Problem details
Nothing is to be altered. Print each record in full.

Material provided
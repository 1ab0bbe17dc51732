//! Window request arithmetic.
//!
//! A window is either the top `load_count` records, or a run of records
//! centered on a given record id: up to `load_count / 2` records before the
//! center, then the center and as many records after it as are needed to
//! fill `load_count`. A short `before` run (center near the top) is absorbed
//! by a longer `after` run; only the bottom edge can shrink the window.

use crate::types::ScoreId;

/// Number of records returned when the caller does not ask for a size.
pub const DEFAULT_LOAD_COUNT: u32 = 10;

/// Rejected window request parameters.
#[derive(Debug, Clone, PartialEq, Eq, thiserror::Error)]
pub enum WindowError {
    #[error("loadCount must be a positive integer, got {0}")]
    NonPositiveLoadCount(i64),
    #[error("loadCount {0} is too large")]
    LoadCountTooLarge(i64),
}

/// A validated window request.
#[derive(Debug, Clone, Copy, PartialEq, Eq)]
pub struct WindowQuery {
    load_count: u32,
    center_on: Option<ScoreId>,
}

impl WindowQuery {
    /// Validates raw window parameters.
    ///
    /// `load_count` defaults to [`DEFAULT_LOAD_COUNT`].
    ///
    /// # Errors
    ///
    /// Returns [`WindowError`] if `load_count` is zero, negative, or does not
    /// fit in a `u32`.
    pub fn new(load_count: Option<i64>, center_on: Option<ScoreId>) -> Result<Self, WindowError> {
        let load_count = match load_count {
            None => DEFAULT_LOAD_COUNT,
            Some(n) if n <= 0 => return Err(WindowError::NonPositiveLoadCount(n)),
            Some(n) => u32::try_from(n).map_err(|_| WindowError::LoadCountTooLarge(n))?,
        };
        Ok(Self {
            load_count,
            center_on,
        })
    }

    /// Top-of-board window of `DEFAULT_LOAD_COUNT` records.
    #[must_use]
    pub fn top() -> Self {
        Self {
            load_count: DEFAULT_LOAD_COUNT,
            center_on: None,
        }
    }

    #[must_use]
    pub fn load_count(&self) -> usize {
        self.load_count as usize
    }

    #[must_use]
    pub fn center_on(&self) -> Option<ScoreId> {
        self.center_on
    }

    /// Maximum number of records taken strictly before the center.
    #[must_use]
    pub fn before_budget(&self) -> usize {
        self.load_count() / 2
    }

    /// Number of records taken from the center onward, given how many were
    /// actually found before it.
    #[must_use]
    pub fn after_budget(&self, before_len: usize) -> usize {
        self.load_count().saturating_sub(before_len)
    }
}

impl Default for WindowQuery {
    fn default() -> Self {
        Self::top()
    }
}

Finished exercise
repository 1ab0bbe17dc51732
//! Window request arithmetic.
//!
//! A window is either the top `load_count` records, or a run of records
//! centered on a given record id: up to `load_count / 2` records before the
//! center, then the center and as many records after it as are needed to
//! fill `load_count`. A short `before` run (center near the top) is absorbed
//! by a longer `after` run; only the bottom edge can shrink the window.

use crate::types::ScoreId;

/// Number of records returned when the caller does not ask for a size.
pub const DEFAULT_LOAD_COUNT: u32 = 10;

/// Rejected window request parameters.
#[derive(Debug, Clone, PartialEq, Eq, thiserror::Error)]
pub enum WindowError {
    #[error("loadCount must be a positive integer, got {0}")]
    NonPositiveLoadCount(i64),
    #[error("loadCount {0} is too large")]
    LoadCountTooLarge(i64),
}

/// A validated window request.
#[derive(Debug, Clone, Copy, PartialEq, Eq)]
pub struct WindowQuery {
    load_count: u32,
    center_on: Option<ScoreId>,
}

impl WindowQuery {
    /// Validates raw window parameters.
    ///
    /// `load_count` defaults to [`DEFAULT_LOAD_COUNT`].
    ///
    /// # Errors
    ///
    /// Returns [`WindowError`] if `load_count` is zero, negative, or does not
    /// fit in a `u32`.
    pub fn new(load_count: Option<i64>, center_on: Option<ScoreId>) -> Result<Self, WindowError> {
        let load_count = match load_count {
            None => DEFAULT_LOAD_COUNT,
            Some(n) if n <= 0 => return Err(WindowError::NonPositiveLoadCount(n)),
            Some(n) => u32::try_from(n).map_err(|_| WindowError::LoadCountTooLarge(n))?,
        };
        Ok(Self {
            load_count,
            center_on,
        })
    }

    /// Top-of-board window of `DEFAULT_LOAD_COUNT` records.
    #[must_use]
    pub fn top() -> Self {
        Self {
            load_count: DEFAULT_LOAD_COUNT,
            center_on: None,
        }
    }

    #[must_use]
    pub fn load_count(&self) -> usize {
        self.load_count as usize
    }

    #[must_use]
    pub fn center_on(&self) -> Option<ScoreId> {
        self.center_on
    }

    /// Maximum number of records taken strictly before the center.
    #[must_use]
    pub fn before_budget(&self) -> usize {
        self.load_count() / 2
    }

    /// Number of records taken from the center onward, given how many were
    /// actually found before it.
    #[must_use]
    pub fn after_budget(&self, before_len: usize) -> usize {
        self.load_count().saturating_sub(before_len)
    }
}

impl Default for WindowQuery {
    fn default() -> Self {
        Self::top()
    }
}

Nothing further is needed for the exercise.